CE N’EST PAS la première fois que je fais une traduction mais c’est la première fois que j’écris sur une traduction ; franchement cela me met dans un très grand malaise car je me sens là très peu compétente et pour cause : je ne suis pas une traductrice professionnelle, je suis encore moins une théoricienne de la traduction. Pourtant quand je me lance dans la traduction, je le fais sans complexes et j’ai même l’audace de m’y sentir fort bien !
Autant, là, maintenant, j’ai peur de n’énoncer que des truismes — je n’ai pratiquement jamais lu de textes réflexifs sur la traduction, je risque donc à tous moments de redécouvrir l’Amérique‑, autant, quand je traduis, j’ai peu peur et de pas grand-chose. Pourtant je connais mal les langues à partir desquelles je traduis. Il est vrai que je ne travaille jamais seule : je m’adjoins toujours un collaborateur ou une collaboratrice dont la langue d’origine est la langue maternelle — qui a donc un corps dans cette langue — et qui connaît suffisamment le français pour refuser toutes les propositions qui s’écarteraient trop de l’original.
Est-ce dire qu’à deux, on touche à la fidélité ? Non. Je ne le pense pas. J’ai même plutôt envie de dire qu’à deux, c’est pire, puisqu’on prend mieux la mesure de l’infidélité ! Une traduction est toujours une trahison (et voilà que je tombe dans le truisme mais c’est la réalité : je le sais, je le redécouvre personnellement à chaque fois et je le ré-expérimente), la traduction est toujours chose impossible, parce qu’on ne traduit jamais que des mots quand ce serait une culture, une histoire, une histoire littéraire ou une pratique du théâtre qu’il faudrait entraîner dans sa langue, voire un climat ou même des paysages. Ça fait beaucoup pour un seul texte.

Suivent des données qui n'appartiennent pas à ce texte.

use uuid::Uuid;

use super::value_objects::OrderStatus;

// ============================================================================
// Order Business Rule Errors
// ============================================================================
//
// Every variant is a permanent business error: retrying the same command
// against the same order state fails the same way.
//
// ============================================================================

#[derive(Debug, Clone, PartialEq, thiserror::Error)]
pub enum OrderError {
    #[error("Order {0} already exists")]
    AlreadyExists(Uuid),

    #[error("Order is already cancelled")]
    AlreadyCancelled,

    #[error("Order is already paid")]
    AlreadyPaid,

    #[error("Order must be paid before shipping")]
    NotPaid,

    #[error("Order must be shipped before delivery")]
    NotShipped,

    #[error("Cannot modify order in status: {0}")]
    InvalidStatusTransition(OrderStatus),

    #[error("Order items cannot be empty")]
    EmptyItems,

    #[error("Invalid item quantity: {0}")]
    InvalidQuantity(i32),

    #[error("Payment reference cannot be empty")]
    MissingPaymentReference,
}
// ============================================================================
// Storage Module
// ============================================================================
//
// Durable state owned by this service:
// - processed_events   - the consumer's ProcessedEventSet (Scylla, Redis, memory)
// - dead_letter_queue  - events that exhausted their delivery budget
//
// The broker owns consumer offsets; nothing here duplicates them.
//
// ============================================================================

mod dead_letter;
mod processed_events;
mod redis_store;
mod schema;

pub use dead_letter::{
    DeadLetterOrigin, DeadLetterRecord, DeadLetterSink, DeadLetterStore, DlqStats,
    InMemoryDeadLetterStore, ScyllaDeadLetterStore,
};
pub use processed_events::{
    InMemoryProcessedEventStore, ProcessedEventStore, ScyllaProcessedEventStore,
};
pub use redis_store::RedisProcessedEventStore;
pub use schema::ensure_schema;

Parfois on recourt à la note en bas de page : toute personne qui a lu Shakespeare sait que son texte est truffé de « jeux de mots intraduisibles en français ». C’est au théâtre, d’une inefficacité totale, mais ça fonctionne comme pis-aller. Nous avons dû y recourir en traduisant STABAT MATER1 (Il, notamment quand Marie parle des « Marocchini ». Bien sûr en français, ça veut dire « Marocains ». Mais en Italie ( je désigne bien ici le pays et pas seulement la langue), c’est ainsi qu’on appelle les étrangers marginaux qui vendent des bijoux de pacotille ou lavent les pare-brises des voitures qui s’arrêtent aux feux rouges et le texte fait allusion à ces deux activités-là. Or en France, que je sache, on lave son pare-brise soi-même et les vendeurs de pacotille me paraissent, la plupart du temps, originaires de l’Afrique de l’Ouest, le Maghreb aurait plutôt fourni ce qu’on appelle (en français et en France) « l’Arabe du coin », avec reconnaissance, car son épicerie est en général ouverte chaque fois qu’on en a besoin, qu’il vienne du Nord de l’Afrique ou d’une région plus australe. Je me demande comment on traduirait« l’Arabe du coin » dans la langue du pays où ces mêmes épiceries, à condition qu’il y en eût, seraient tenues par des Turcs par exemple, ou par des Yougoslaves … J’ajoute que pour n’importe quel Italien normalement constitué, qui dit « Marocchini », pense également « shit », herbe ou marijuana, là où le francophone pense éventuellement peausserie, cuir, bref « maroquinerie ». Ce problème étant insoluble, je ne l’ai donc pas résolu, j’ai nommé les « Marocchini » « Ivoiriens », et m’en suis expliquée dans une note en bas de page. Le sens n’est hélas qu’approximatif par rapport à l’original, mais l’assonance m’intéressait, car ces « Ivoiriens ne donnent rien », nous répète Marie. Et au théâtre, ce qu’on entend est important.